I watched someone cheating today.

It's not anything new. It's always easier for someone from the class to see cheating than it is for the teacher. This particular instance was in the campus computing lab. I saw someone with a Spanish placement exam on the computer, and a Babelfish in his ear (with apologies to Douglas Adams).

Well, he didn't really have it in his ear, just on his desktop. He was flipping back and forth between the computer test and the translator, plugging things in and getting translated answers in return.

It's not like he was doing it from the dark corner of the lab. Right in the middle of a row, the room filled with Finals Week paper-writers.
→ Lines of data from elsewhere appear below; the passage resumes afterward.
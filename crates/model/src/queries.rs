//! Graph traversal expressions for the pipeline model.
//!
//! The model is stored as `Package` nodes owning `SWComponentUsage`,
//! `Behavior` and `ExpressionStatement` nodes through `OWNEDRELATIONSHIP`
//! edges. Jobs live under a `jobs` sub-package, the pipeline name under a
//! `meta` sub-package, and the global trigger/variable configuration under
//! a `configurePipeline` component usage.

/// Sub-package holding the job component usages.
pub const JOBS_PACKAGE: &str = "jobs";

/// Sub-package holding pipeline metadata.
pub const META_PACKAGE: &str = "meta";

/// Attribute on the meta package carrying the pipeline display name.
pub const DOC_ATTRIBUTE: &str = "doc";

/// Component usage holding the global pipeline configuration behaviors.
pub const CONFIG_ROOT: &str = "configurePipeline";

/// A traversal expression together with the columns its records expose.
///
/// Store implementations only need the text; the column list lets generic
/// drivers (bolt rows are keyed, not enumerable) materialize [`Record`]s
/// without knowing each query's shape.
///
/// [`Record`]: crate::Record
#[derive(Debug, Clone, PartialEq, Eq)]
pub struct ModelQuery {
    /// The traversal expression sent to the store.
    pub text: String,
    /// Field names present on each returned record.
    pub columns: &'static [&'static str],
}

/// All job component usages under the root package's `jobs` sub-package.
#[must_use]
pub fn jobs_of(root: &str) -> ModelQuery {
    ModelQuery {
        text: format!(
            "match (p:Package {{name: '{root}'}})-[:OWNEDRELATIONSHIP]->\
             (q:Package {{name: '{JOBS_PACKAGE}'}})-[:OWNEDRELATIONSHIP]->(s:SWComponentUsage) \
             return s.name, s.baseOs, s.checkoutRef, s.timeout, s.retry"
        ),
        columns: &["s.name", "s.baseOs", "s.checkoutRef", "s.timeout", "s.retry"],
    }
}

/// The pipeline display name from the `meta` sub-package.
#[must_use]
pub fn pipeline_name_of(root: &str) -> ModelQuery {
    ModelQuery {
        text: format!(
            "match (p:Package {{name: '{root}'}})-[:OWNEDRELATIONSHIP]->\
             (q:Package {{name: '{META_PACKAGE}'}}) return q.{DOC_ATTRIBUTE}"
        ),
        columns: &["q.doc"],
    }
}

/// Names (plus key/version attributes) of all behaviors declared on a job.
#[must_use]
pub fn job_behaviors_of(root: &str, job: &str) -> ModelQuery {
    ModelQuery {
        text: format!(
            "match (p:Package {{name: '{root}'}})-[:OWNEDRELATIONSHIP]->\
             (q:Package {{name: '{JOBS_PACKAGE}'}})-[:OWNEDRELATIONSHIP]->\
             (s:SWComponentUsage {{name: '{job}'}})-[:OWNEDRELATIONSHIP]->(b:Behavior) \
             return b.name, b.key, b.version"
        ),
        columns: &["b.name", "b.key", "b.version"],
    }
}

/// Expression statements of one named behavior on a job.
#[must_use]
pub fn job_behavior_statements_of(root: &str, job: &str, behavior: &str) -> ModelQuery {
    ModelQuery {
        text: format!(
            "match (p:Package {{name: '{root}'}})-[:OWNEDRELATIONSHIP]->\
             (q:Package {{name: '{JOBS_PACKAGE}'}})-[:OWNEDRELATIONSHIP]->\
             (s:SWComponentUsage {{name: '{job}'}})-[:OWNEDRELATIONSHIP]->\
             (b:Behavior {{name: '{behavior}'}})-[:OWNEDRELATIONSHIP]->(e:ExpressionStatement) \
             return e.name, e.expression, b.name, b.key, b.version"
        ),
        columns: &["e.name", "e.expression", "b.name", "b.key", "b.version"],
    }
}

/// Expression statements of a behavior directly under the configuration
/// component usage (global variables, permissions).
#[must_use]
pub fn config_statements_of(root: &str, behavior: &str) -> ModelQuery {
    ModelQuery {
        text: format!(
            "match (p:Package {{name: '{root}'}})-[:OWNEDRELATIONSHIP]->\
             (s:SWComponentUsage {{name: '{CONFIG_ROOT}'}})-[:OWNEDRELATIONSHIP]->\
             (b:Behavior {{name: '{behavior}'}})-[:OWNEDRELATIONSHIP]->(e:ExpressionStatement) \
             return e.name, e.expression"
        ),
        columns: &["e.name", "e.expression"],
    }
}

/// Expression statements of a filter-qualifier behavior nested inside a
/// trigger component usage (`onPush`/`onPullRequest`).
#[must_use]
pub fn trigger_statements_of(root: &str, trigger: &str, qualifier: &str) -> ModelQuery {
    ModelQuery {
        text: format!(
            "match (p:Package {{name: '{root}'}})-[:OWNEDRELATIONSHIP]->\
             (s:SWComponentUsage {{name: '{CONFIG_ROOT}'}})-[:OWNEDRELATIONSHIP]->\
             (s2:SWComponentUsage {{name: '{trigger}'}})-[:OWNEDRELATIONSHIP]->\
             (b:Behavior {{name: '{qualifier}'}})-[:OWNEDRELATIONSHIP]->(e:ExpressionStatement) \
             return e.name, e.expression"
        ),
        columns: &["e.name", "e.expression"],
    }
}
//! Keyword rule tables for the model's tagged behaviors.
//!
//! The model attaches configuration through behaviors whose names are
//! fixed keywords (`setStage`, `executionScript`, ...) or dynamic,
//! prefix-matched keywords carrying an instance name (`setCache<Name>`,
//! `setLibrary<Name>`). Both tables are processed uniformly: the
//! extractor iterates [`ConfigKeyword::ALL`] for the global
//! configuration and classifies each job behavior via
//! [`BehaviorKind::classify`]. Unknown keywords are skipped silently;
//! absence is not an error.

/// Top-level configuration keywords under the `configurePipeline`
/// component usage.
#[derive(Debug, Clone, Copy, PartialEq, Eq)]
pub enum ConfigKeyword {
    /// `onPush` trigger component.
    Push,
    /// `onPullRequest` trigger component.
    PullRequest,
    /// PR event types qualifier.
    Types,
    /// Global variable declarations.
    Variables,
    /// Global permission declarations.
    Permissions,
    /// Branch inclusion filter qualifier.
    IncludeBranches,
    /// Branch exclusion filter qualifier.
    ExcludeBranches,
    /// Path inclusion filter qualifier.
    IncludeFiles,
    /// Path exclusion filter qualifier.
    ExcludeFiles,
}

impl ConfigKeyword {
    /// Every top-level configuration keyword, in processing order.
    pub const ALL: [Self; 9] = [
        Self::Push,
        Self::PullRequest,
        Self::Types,
        Self::Variables,
        Self::Permissions,
        Self::IncludeBranches,
        Self::ExcludeBranches,
        Self::IncludeFiles,
        Self::ExcludeFiles,
    ];

    /// Qualifiers collected recursively under each trigger keyword.
    pub const FILTER_QUALIFIERS: [Self; 5] = [
        Self::Types,
        Self::IncludeBranches,
        Self::ExcludeBranches,
        Self::IncludeFiles,
        Self::ExcludeFiles,
    ];

    /// The keyword as it appears in the model.
    #[must_use]
    pub const fn keyword(self) -> &'static str {
        match self {
            Self::Push => "onPush",
            Self::PullRequest => "onPullRequest",
            Self::Types => "setTypes",
            Self::Variables => "setGlobalVariables",
            Self::Permissions => "setGlobalPermissions",
            Self::IncludeBranches => "includeBranches",
            Self::ExcludeBranches => "excludeBranches",
            Self::IncludeFiles => "includeFiles",
            Self::ExcludeFiles => "excludeFiles",
        }
    }
}

/// Prefix of the dynamic cache behavior keyword.
pub const CACHE_PREFIX: &str = "setCache";

/// Prefix of the dynamic library behavior keyword.
pub const LIBRARY_PREFIX: &str = "setLibrary";

/// Classification of a job behavior name.
#[derive(Debug, Clone, Copy, PartialEq, Eq)]
pub enum BehaviorKind {
    /// `setStage`: stage membership, first statement wins.
    Stage,
    /// `executionScript`: `cmd<N>` keyed shell statements.
    Exec,
    /// `setDependencies`: needed job names.
    Dependencies,
    /// `setPermissions`: job-level permission scopes.
    Permissions,
    /// `setContainerImage`: container image properties.
    Image,
    /// `setBuildArtifact`: upload-artifact properties and paths.
    BuildArtifact,
    /// `setDownloadArtifact`: download-artifact properties.
    DownloadArtifact,
    /// `setRelease`: release properties and paths.
    Release,
    /// `setEnvironment`: deployment environment properties.
    Environment,
    /// `setReportArtifact`: report entries.
    Report,
    /// `setCheckout`: checkout ref and options.
    Checkout,
    /// `setCache<Name>`: one cache instance keyed by the full name.
    Cache,
    /// `setLibrary<Name>`: one library instance keyed by the full name.
    Library,
}

impl BehaviorKind {
    /// Classify a behavior name, fixed keywords before dynamic prefixes.
    ///
    /// `setCache`/`setLibrary` prefixes match the bare prefix too: an
    /// unnamed `setCache` behavior is a valid single instance.
    #[must_use]
    pub fn classify(name: &str) -> Option<Self> {
        let fixed = match name {
            "setStage" => Some(Self::Stage),
            "executionScript" => Some(Self::Exec),
            "setDependencies" => Some(Self::Dependencies),
            "setPermissions" => Some(Self::Permissions),
            "setContainerImage" => Some(Self::Image),
            "setBuildArtifact" => Some(Self::BuildArtifact),
            "setDownloadArtifact" => Some(Self::DownloadArtifact),
            "setRelease" => Some(Self::Release),
            "setEnvironment" => Some(Self::Environment),
            "setReportArtifact" => Some(Self::Report),
            "setCheckout" => Some(Self::Checkout),
            _ => None,
        };
        if fixed.is_some() {
            return fixed;
        }
        if name.starts_with(LIBRARY_PREFIX) {
            return Some(Self::Library);
        }
        if name.starts_with(CACHE_PREFIX) {
            return Some(Self::Cache);
        }
        None
    }
}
Hiding in plain sight? Or just not caring.

And what was suprising to me was I wasn't suprised. I certainly didn't get "overturn the apple cart" furious. Not even "You call this Medium-Well" angry. It was more like me thinking a woman is attractive, then watching her pick her nose: just a feeling of detached scorn. Here's a person (whom I don't know) that I might otherwise have felt completely neutral about, but now I have to go to the effort of moving them to the "dislike" list in my mind. Or if that's too much thought to put into it, it's merely a tic on the "bad" side of humanity.

It's just tiring.

Comments

  1. Yea, I agree. Nose picking is generally unattractive and yucky.